Stored data:
======

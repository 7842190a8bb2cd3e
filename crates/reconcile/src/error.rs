//! Error types for lifecycle operations.
//!
//! Failures that leave a cluster half-provisioned carry the assigned id and
//! a record in phase [`Phase::Error`], so the caller can persist it instead
//! of losing track of a remote resource it is paying for.

use crate::types::{ClusterRecord, Phase, Verb};
use std::fmt;
use std::time::Duration;

/// Result type alias for lifecycle operations.
pub type Result<T> = std::result::Result<T, Error>;

/// Categories of lifecycle errors.
#[derive(Debug, Clone, Copy, PartialEq, Eq, Hash)]
pub enum ErrorCategory {
    /// Transport failure (transient, retryable)
    Network,
    /// Management key refused
    Unauthorized,
    /// Unexpected response shape
    Format,
    /// Remote refused the request
    Rejected,
    /// Entity does not exist remotely
    NotFound,
    /// Provisioning did not finish in time
    Timeout,
    /// Operation was cancelled by the caller
    Cancelled,
    /// Operation not allowed in the current phase
    Precondition,
}

impl ErrorCategory {
    /// Whether this error category is typically transient and worth retrying.
    pub fn is_retryable(&self) -> bool {
        matches!(self, Self::Network)
    }

    /// Get a user-friendly description of this error category.
    pub fn description(&self) -> &'static str {
        match self {
            Self::Network => "Could not reach the management API",
            Self::Unauthorized => "Management key was refused",
            Self::Format => "Unexpected response from the management API",
            Self::Rejected => "Request rejected by the management API",
            Self::NotFound => "Cluster not found",
            Self::Timeout => "Cluster did not become ready in time",
            Self::Cancelled => "Operation cancelled",
            Self::Precondition => "Operation not allowed in the current state",
        }
    }

    /// Get actionable advice for resolving this error category.
    pub fn advice(&self) -> &'static str {
        match self {
            Self::Network => "Check your connection and try again",
            Self::Unauthorized => {
                "Check the key in config.toml or TYPESENSE_MANAGEMENT_KEY and its permissions"
            }
            Self::Format => "The API may have changed; check for a newer release",
            Self::Rejected => "Read the remote detail and fix the configuration",
            Self::NotFound => "Verify the cluster id, or refresh to drop it from state",
            Self::Timeout => "The cluster is still tracked; run refresh later to pick it up",
            Self::Cancelled => "The cluster is still tracked; run refresh to see where it got to",
            Self::Precondition => "Run refresh, or destroy and recreate the entity",
        }
    }
}

impl From<cloudapi::ErrorCategory> for ErrorCategory {
    fn from(category: cloudapi::ErrorCategory) -> Self {
        match category {
            cloudapi::ErrorCategory::Network => Self::Network,
            cloudapi::ErrorCategory::Unauthorized => Self::Unauthorized,
            cloudapi::ErrorCategory::Format => Self::Format,
            cloudapi::ErrorCategory::Rejected => Self::Rejected,
            cloudapi::ErrorCategory::NotFound => Self::NotFound,
        }
    }
}

impl fmt::Display for ErrorCategory {
    fn fmt(&self, f: &mut fmt::Formatter<'_>) -> fmt::Result {
        write!(f, "{}", self.description())
    }
}

/// Errors returned by lifecycle operations.
#[derive(Debug, Clone, PartialEq, Eq, thiserror::Error)]
pub enum Error {
    /// A remote call failed; tracked state is unchanged.
    #[error(transparent)]
    Api(#[from] cloudapi::Error),

    /// A poll failed after the cluster was created.
    #[error("cluster {id} was created but polling failed: {source}")]
    Provisioning {
        id: String,
        record: Box<ClusterRecord>,
        #[source]
        source: cloudapi::Error,
    },

    /// The cluster did not reach `in_service` before the deadline.
    #[error("cluster {id} still {last_status} after {}s", .waited.as_secs())]
    ProvisioningTimeout {
        id: String,
        waited: Duration,
        last_status: String,
        record: Box<ClusterRecord>,
    },

    /// The wait was cancelled.
    #[error("cancelled while cluster {id} was {last_status}")]
    Cancelled {
        id: String,
        last_status: String,
        record: Box<ClusterRecord>,
    },

    /// A patch or the follow-up fetch failed; the remote may have changed.
    #[error("update of cluster {id} failed: {source}")]
    UpdateFailed {
        id: String,
        record: Box<ClusterRecord>,
        #[source]
        source: cloudapi::Error,
    },

    /// The verb is not allowed from the entity's phase.
    #[error("cannot {verb} from phase {phase}: {message}")]
    Precondition {
        verb: Verb,
        phase: Phase,
        message: String,
    },
}

impl Error {
    /// Create a precondition error.
    pub fn precondition(verb: Verb, phase: Phase, message: impl Into<String>) -> Self {
        Self::Precondition {
            verb,
            phase,
            message: message.into(),
        }
    }

    /// Get the error category.
    pub fn category(&self) -> ErrorCategory {
        match self {
            Self::Api(e)
            | Self::Provisioning { source: e, .. }
            | Self::UpdateFailed { source: e, .. } => e.category().into(),
            Self::ProvisioningTimeout { .. } => ErrorCategory::Timeout,
            Self::Cancelled { .. } => ErrorCategory::Cancelled,
            Self::Precondition { .. } => ErrorCategory::Precondition,
        }
    }

    /// Raw remote diagnostic text, when there is any.
    pub fn detail(&self) -> Option<&str> {
        match self {
            Self::Api(e)
            | Self::Provisioning { source: e, .. }
            | Self::UpdateFailed { source: e, .. } => e.detail(),
            _ => None,
        }
    }

    /// Record to persist after a failure that touched the remote.
    ///
    /// Always in phase [`Phase::Error`].
    pub fn partial_record(&self) -> Option<&ClusterRecord> {
        match self {
            Self::Provisioning { record, .. }
            | Self::UpdateFailed { record, .. }
            | Self::ProvisioningTimeout { record, .. }
            | Self::Cancelled { record, .. } => Some(record),
            _ => None,
        }
    }

    /// Id of the cluster the failure left behind.
    pub fn cluster_id(&self) -> Option<&str> {
        match self {
            Self::Provisioning { id, .. }
            | Self::UpdateFailed { id, .. }
            | Self::ProvisioningTimeout { id, .. }
            | Self::Cancelled { id, .. } => Some(id),
            _ => None,
        }
    }

    /// Whether the remote reported the entity as missing.
    pub fn is_not_found(&self) -> bool {
        matches!(self, Self::Api(e) if e.is_not_found())
    }
}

======

All of the entries above must be output word for word.

repository 7842190a8bb2cd3e
filename crates/reconcile/src/error.rs
//! Error types for lifecycle operations.
//!
//! Failures that leave a cluster half-provisioned carry the assigned id and
//! a record in phase [`Phase::Error`], so the caller can persist it instead
//! of losing track of a remote resource it is paying for.

use crate::types::{ClusterRecord, Phase, Verb};
use std::fmt;
use std::time::Duration;

/// Result type alias for lifecycle operations.
pub type Result<T> = std::result::Result<T, Error>;

/// Categories of lifecycle errors.
#[derive(Debug, Clone, Copy, PartialEq, Eq, Hash)]
pub enum ErrorCategory {
    /// Transport failure (transient, retryable)
    Network,
    /// Management key refused
    Unauthorized,
    /// Unexpected response shape
    Format,
    /// Remote refused the request
    Rejected,
    /// Entity does not exist remotely
    NotFound,
    /// Provisioning did not finish in time
    Timeout,
    /// Operation was cancelled by the caller
    Cancelled,
    /// Operation not allowed in the current phase
    Precondition,
}

impl ErrorCategory {
    /// Whether this error category is typically transient and worth retrying.
    pub fn is_retryable(&self) -> bool {
        matches!(self, Self::Network)
    }

    /// Get a user-friendly description of this error category.
    pub fn description(&self) -> &'static str {
        match self {
            Self::Network => "Could not reach the management API",
            Self::Unauthorized => "Management key was refused",
            Self::Format => "Unexpected response from the management API",
            Self::Rejected => "Request rejected by the management API",
            Self::NotFound => "Cluster not found",
            Self::Timeout => "Cluster did not become ready in time",
            Self::Cancelled => "Operation cancelled",
            Self::Precondition => "Operation not allowed in the current state",
        }
    }

    /// Get actionable advice for resolving this error category.
    pub fn advice(&self) -> &'static str {
        match self {
            Self::Network => "Check your connection and try again",
            Self::Unauthorized => {
                "Check the key in config.toml or TYPESENSE_MANAGEMENT_KEY and its permissions"
            }
            Self::Format => "The API may have changed; check for a newer release",
            Self::Rejected => "Read the remote detail and fix the configuration",
            Self::NotFound => "Verify the cluster id, or refresh to drop it from state",
            Self::Timeout => "The cluster is still tracked; run refresh later to pick it up",
            Self::Cancelled => "The cluster is still tracked; run refresh to see where it got to",
            Self::Precondition => "Run refresh, or destroy and recreate the entity",
        }
    }
}

impl From<cloudapi::ErrorCategory> for ErrorCategory {
    fn from(category: cloudapi::ErrorCategory) -> Self {
        match category {
            cloudapi::ErrorCategory::Network => Self::Network,
            cloudapi::ErrorCategory::Unauthorized => Self::Unauthorized,
            cloudapi::ErrorCategory::Format => Self::Format,
            cloudapi::ErrorCategory::Rejected => Self::Rejected,
            cloudapi::ErrorCategory::NotFound => Self::NotFound,
        }
    }
}

impl fmt::Display for ErrorCategory {
    fn fmt(&self, f: &mut fmt::Formatter<'_>) -> fmt::Result {
        write!(f, "{}", self.description())
    }
}

/// Errors returned by lifecycle operations.
#[derive(Debug, Clone, PartialEq, Eq, thiserror::Error)]
pub enum Error {
    /// A remote call failed; tracked state is unchanged.
    #[error(transparent)]
    Api(#[from] cloudapi::Error),

    /// A poll failed after the cluster was created.
    #[error("cluster {id} was created but polling failed: {source}")]
    Provisioning {
        id: String,
        record: Box<ClusterRecord>,
        #[source]
        source: cloudapi::Error,
    },

    /// The cluster did not reach `in_service` before the deadline.
    #[error("cluster {id} still {last_status} after {}s", .waited.as_secs())]
    ProvisioningTimeout {
        id: String,
        waited: Duration,
        last_status: String,
        record: Box<ClusterRecord>,
    },

    /// The wait was cancelled.
    #[error("cancelled while cluster {id} was {last_status}")]
    Cancelled {
        id: String,
        last_status: String,
        record: Box<ClusterRecord>,
    },

    /// A patch or the follow-up fetch failed; the remote may have changed.
    #[error("update of cluster {id} failed: {source}")]
    UpdateFailed {
        id: String,
        record: Box<ClusterRecord>,
        #[source]
        source: cloudapi::Error,
    },

    /// The verb is not allowed from the entity's phase.
    #[error("cannot {verb} from phase {phase}: {message}")]
    Precondition {
        verb: Verb,
        phase: Phase,
        message: String,
    },
}

impl Error {
    /// Create a precondition error.
    pub fn precondition(verb: Verb, phase: Phase, message: impl Into<String>) -> Self {
        Self::Precondition {
            verb,
            phase,
            message: message.into(),
        }
    }

    /// Get the error category.
    pub fn category(&self) -> ErrorCategory {
        match self {
            Self::Api(e)
            | Self::Provisioning { source: e, .. }
            | Self::UpdateFailed { source: e, .. } => e.category().into(),
            Self::ProvisioningTimeout { .. } => ErrorCategory::Timeout,
            Self::Cancelled { .. } => ErrorCategory::Cancelled,
            Self::Precondition { .. } => ErrorCategory::Precondition,
        }
    }

    /// Raw remote diagnostic text, when there is any.
    pub fn detail(&self) -> Option<&str> {
        match self {
            Self::Api(e)
            | Self::Provisioning { source: e, .. }
            | Self::UpdateFailed { source: e, .. } => e.detail(),
            _ => None,
        }
    }

    /// Record to persist after a failure that touched the remote.
    ///
    /// Always in phase [`Phase::Error`].
    pub fn partial_record(&self) -> Option<&ClusterRecord> {
        match self {
            Self::Provisioning { record, .. }
            | Self::UpdateFailed { record, .. }
            | Self::ProvisioningTimeout { record, .. }
            | Self::Cancelled { record, .. } => Some(record),
            _ => None,
        }
    }

    /// Id of the cluster the failure left behind.
    pub fn cluster_id(&self) -> Option<&str> {
        match self {
            Self::Provisioning { id, .. }
            | Self::UpdateFailed { id, .. }
            | Self::ProvisioningTimeout { id, .. }
            | Self::Cancelled { id, .. } => Some(id),
            _ => None,
        }
    }

    /// Whether the remote reported the entity as missing.
    pub fn is_not_found(&self) -> bool {
        matches!(self, Self::Api(e) if e.is_not_found())
    }
}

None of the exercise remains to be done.